A UC Davis anthropologist has been building a catalog of high-resolution 3D models of bone tools worn by working various materials, all in the name of archaeology.
Humans have been using bone tools for about two million years, and by about 100 thousand years ago were processing bones to make tools for specific purposes, such as working animal skins into leather. Both the way tools are made, and the way they are used, leave tiny marks on the bones that could give information about how these tools were prepared and used.
Naomi Martisius, graduate student in anthropology at UC Davis, has been studying bone tools made by Neanderthals. Previously, analysis of the marks on these tools has been something of an art of interpretation. To remedy this, Martisius and her coauthors at UC Davis and in France and Germany set up an experiment to reproduce patterns of manufacture and wear on bone tools so that archaeologists can make a quantitative assessment of how they were made and used.
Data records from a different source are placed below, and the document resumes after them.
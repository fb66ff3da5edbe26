use std::fs;
use std::path::PathBuf;
use crate::error::{AppError, AppResult};

/// 下载成功后接收文件内容的一方，失败时绝不会被调用
#[cfg_attr(test, mockall::automock(type Saved = ();))]
pub trait FileSink {
    type Saved;

    fn save(&self, file_name: &str, bytes: Vec<u8>) -> AppResult<Self::Saved>;
}

/// 写入本地下载目录，文件名只取基础名
#[derive(Debug, Clone)]
pub struct DirectorySink {
    dir: PathBuf,
}

impl DirectorySink {
    pub fn new(dir: impl Into<PathBuf>) -> Self {
        Self { dir: dir.into() }
    }
}

impl FileSink for DirectorySink {
    type Saved = PathBuf;

    fn save(&self, file_name: &str, bytes: Vec<u8>) -> AppResult<PathBuf> {
        if file_name.is_empty()
            || file_name == "."
            || file_name == ".."
            || file_name.contains(['/', '\\'])
        {
            return Err(AppError::InvalidPath(format!("Not a plain file name: {}", file_name)));
        }

        fs::create_dir_all(&self.dir)?;
        let target = self.dir.join(file_name);
        fs::write(&target, bytes)?;
        tracing::info!("💾 已保存: {}", target.display());
        Ok(target)
    }
}
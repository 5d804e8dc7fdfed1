use arbor_core::{Artifact, ArtifactKey, CoreError, VersionConstraint};
use thiserror::Error;

use crate::collector::CollectResult;

#[derive(Error, Debug, Clone, PartialEq, Eq)]
pub enum CollectError {
    #[error("Failed to read artifact descriptor for {artifact}: {reason}")]
    ArtifactDescriptor { artifact: Artifact, reason: String },

    #[error("Failed to resolve version range for {artifact}: {reason}")]
    VersionRangeResolution { artifact: Artifact, reason: String },

    #[error("No versions available for {artifact} within {constraint}")]
    EmptyVersionRange { artifact: Artifact, constraint: String },

    #[error(
        "Could not resolve version conflict for {key}: no version satisfies {}",
        join_constraints(.constraints)
    )]
    UnsolvableVersionConflict {
        key: ArtifactKey,
        constraints: Vec<VersionConstraint>,
    },

    #[error(transparent)]
    Core(#[from] CoreError),
}

fn join_constraints(constraints: &[VersionConstraint]) -> String {
    constraints
        .iter()
        .map(|c| c.to_string())
        .collect::<Vec<_>>()
        .join(" and ")
}

/// Returned when collection recorded at least one error.
///
/// The partial result is kept so callers can decide whether a best-effort
/// graph is good enough.
#[derive(Error, Debug)]
#[error("Failed to collect dependencies at {root}: {summary}")]
pub struct DependencyCollectionError {
    pub root: String,
    pub summary: String,
    pub result: Box<CollectResult>,
}

impl DependencyCollectionError {
    pub fn new(result: CollectResult) -> Self {
        let root = result.graph[result.graph.root()]
            .artifact()
            .map(|a| a.to_string())
            .unwrap_or_else(|| "(root)".to_string());

        let summary = match result.errors.as_slice() {
            [] => "no errors recorded".to_string(),
            [only] => only.to_string(),
            [first, rest @ ..] => format!("{} (and {} more)", first, rest.len()),
        };

        Self {
            root,
            summary,
            result: Box::new(result),
        }
    }

    pub fn errors(&self) -> &[CollectError] {
        &self.result.errors
    }

    pub fn into_result(self) -> CollectResult {
        *self.result
    }
}
//! Helpers shared by the collector integration tests

#![allow(dead_code)]

use std::path::{Path, PathBuf};
use std::sync::Arc;

use arbor_collect::{
    ChainedDependencyGraphTransformer, CollectRequest, CollectResult, CollectSession,
    DependencyCollectionError, DependencyCollector,
};
use arbor_core::{scopes, Artifact, Dependency, DependencyGraph};
use arbor_test_fixtures::StubRepository;

pub fn fixture_path(name: &str) -> PathBuf {
    Path::new(env!("CARGO_MANIFEST_DIR"))
        .join("tests")
        .join("fixtures")
        .join(name)
}

/// Load `tests/fixtures/<name>.yaml`
pub fn fixture(name: &str) -> StubRepository {
    arbor_test_fixtures::init_tracing();
    let path = fixture_path(&format!("{}.yaml", name));
    StubRepository::load_from_path(&path)
        .unwrap_or_else(|e| panic!("failed to load fixture {}: {:#}", name, e))
}

pub fn dependency(coords: &str) -> Dependency {
    Dependency::new(Artifact::parse(coords).unwrap(), scopes::COMPILE)
}

/// Request rooted at `coords`, served from the stub's repository
pub fn request(stub: &StubRepository, coords: &str) -> CollectRequest {
    CollectRequest::for_root(dependency(coords)).with_repository(stub.repository().clone())
}

pub fn collect(
    stub: &StubRepository,
    session: &CollectSession,
    request: CollectRequest,
) -> Result<CollectResult, DependencyCollectionError> {
    DependencyCollector::new(stub, stub).collect(session, request)
}

/// Session that leaves the collected graph untouched
pub fn raw_session() -> CollectSession {
    CollectSession::default().with_transformer(Arc::new(ChainedDependencyGraphTransformer::default()))
}

/// Versions of every reachable `org.example:<artifact_id>` node, in pre-order
pub fn versions_of(graph: &DependencyGraph, artifact_id: &str) -> Vec<String> {
    graph
        .find_nodes("org.example", artifact_id)
        .into_iter()
        .filter_map(|id| graph[id].artifact().map(|a| a.version.clone()))
        .collect()
}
“We want to understand how bone changes when you work it,” Martisius said. This is a crucial first step to understanding Neanderthal and human behavior, she said.
Martisius took pieces of cattle rib bone and either shaped them with sandstone or flint – methods used by Neanderthals and Homo sapiens– or left them unprocessed.
How bone changes with wear
Then she mounted the bone tools in foam on a laboratory rocking device, so that they could be rubbed against fresh animal skin, leather or bark, simulating prolonged use.
Martisius used dental putty to make impressions of the bone surface at the start and throughout the process and used a confocal microscope to capture three-dimensional scans of the surfaces. These were analyzed with software usually used by mechanical engineers to measure wear on machine parts.
The scans reveal tiny pits, holes and striations that appear and sometimes disappear as bones are worn down. Bone is a very variable material, Martisius noted.
Duration of use turned out to have the largest effect on bone surfaces, with fresh animal skins being the most abrasive. More significantly, the results will help archaeologists get a better idea of how tools were made and used.
“We hope that this data will be a reference for studying archaeological remains in the future,” Martisius said.
Coauthors on the study, published Nov. 7 in the journal PLOS One, are: Teresa Steele and Mark Grote, UC Davis; Isabelle Sidéra, Centre National de la Recherche Scientifique, Université Paris Ouest Nanterre, France; Shannon McPherron and Ellen Schulz-Kornas, Max Planck Institute for Evolutionary Anthropology, Leipzig, Germany.